Premium
Prenatal Diagnosis in High Risk Pregnancies for Zellweger Syndrome
Author(s) -
Aikawa Junichiro,
Sato Koji,
Miyabayashi Shigeaki,
Tada Keiya,
Narisawa Kuniaki,
Chida Nobukazu,
Hashimoto Takashi
Publication year - 1992
Publication title -
pediatrics international
Language(s) - English
Resource type - Journals
SCImago Journal Rank - 0.49
H-Index - 63
eISSN - 1442-200X
pISSN - 1328-8067
DOI - 10.1111/j.1442-200x.1992.tb00986.x
Subject(s) - medicine , zellweger syndrome , prenatal diagnosis , obstetrics , pregnancy , pediatrics , fetus , genetics , peroxisome , receptor , biology
Zellweger syndrome is a lethal disorder. At present, no effective therapies are known for the patients of Zellweger syndrome.
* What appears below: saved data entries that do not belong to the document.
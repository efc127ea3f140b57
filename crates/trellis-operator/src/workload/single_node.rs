//! Single-node serving: one Deployment per role

use k8s_openapi::api::apps::v1::{Deployment, DeploymentSpec};
use k8s_openapi::api::core::v1::{PodSpec, PodTemplateSpec};
use k8s_openapi::apimachinery::pkg::apis::meta::v1::LabelSelector;
use kube::api::ObjectMeta;

use trellis_common::crd::TrellisInferenceService;
use trellis_common::kube_utils::child_metadata;
use trellis_common::LABEL_ROLE;

use crate::identity::WorkloadRole;

use super::{component, deployment_name, role_value, selector_labels, serving_labels};

/// Build the role's Deployment around an already-prepared pod spec.
pub fn deployment(
    instance: &TrellisInferenceService,
    role: WorkloadRole,
    pod_spec: PodSpec,
) -> Deployment {
    let name = deployment_name(instance, role);
    let mut metadata = child_metadata(instance, &name, component(role));
    if let Some(labels) = metadata.labels.as_mut() {
        labels.insert(
            LABEL_ROLE.to_string(),
            role_value(instance, role).to_string(),
        );
    }

    let replicas = role.workload_spec(instance).and_then(|s| s.replicas);

    Deployment {
        metadata,
        spec: Some(DeploymentSpec {
            replicas,
            selector: LabelSelector {
                match_labels: Some(selector_labels(instance, role)),
                ..Default::default()
            },
            template: PodTemplateSpec {
                metadata: Some(ObjectMeta {
                    labels: Some(serving_labels(instance, role)),
                    ..Default::default()
                }),
                spec: Some(pod_spec),
            },
            ..Default::default()
        }),
        ..Default::default()
    }
}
Recently a typical case of Zellweger syndrome in Japan was observed. In spite of intensive care, the patient died at the age of 3 months. Following this, the parents requested prenatal diagnosis for their following two pregnancies. We investigated levels of very long chain fatty acids (VLCFA), levels of bile acids in amniotic fluid and immunoblotting of peroxisomal β‐oxidation enzymes in cultured amniocytes. We report that immunoblotting using cultured amniocytes is an effective method for prenatal diagnosis of Zellweger syndrome. Furthermore, if we use immunoblotting for prenatal diagnosis, we can discriminate pseudoZellweger syndrome from pseudoneonatal adrenoleucodystrophy. Following prenatal diagnosis, two healthy babies were delivered. After birth, no abnormal levels of VLCFA in either serum or red blood cell membranes were confirmed. In this paper, we report that we can diagnose a healthy fetus in a high risk pregnancy for Zellweger syndrome.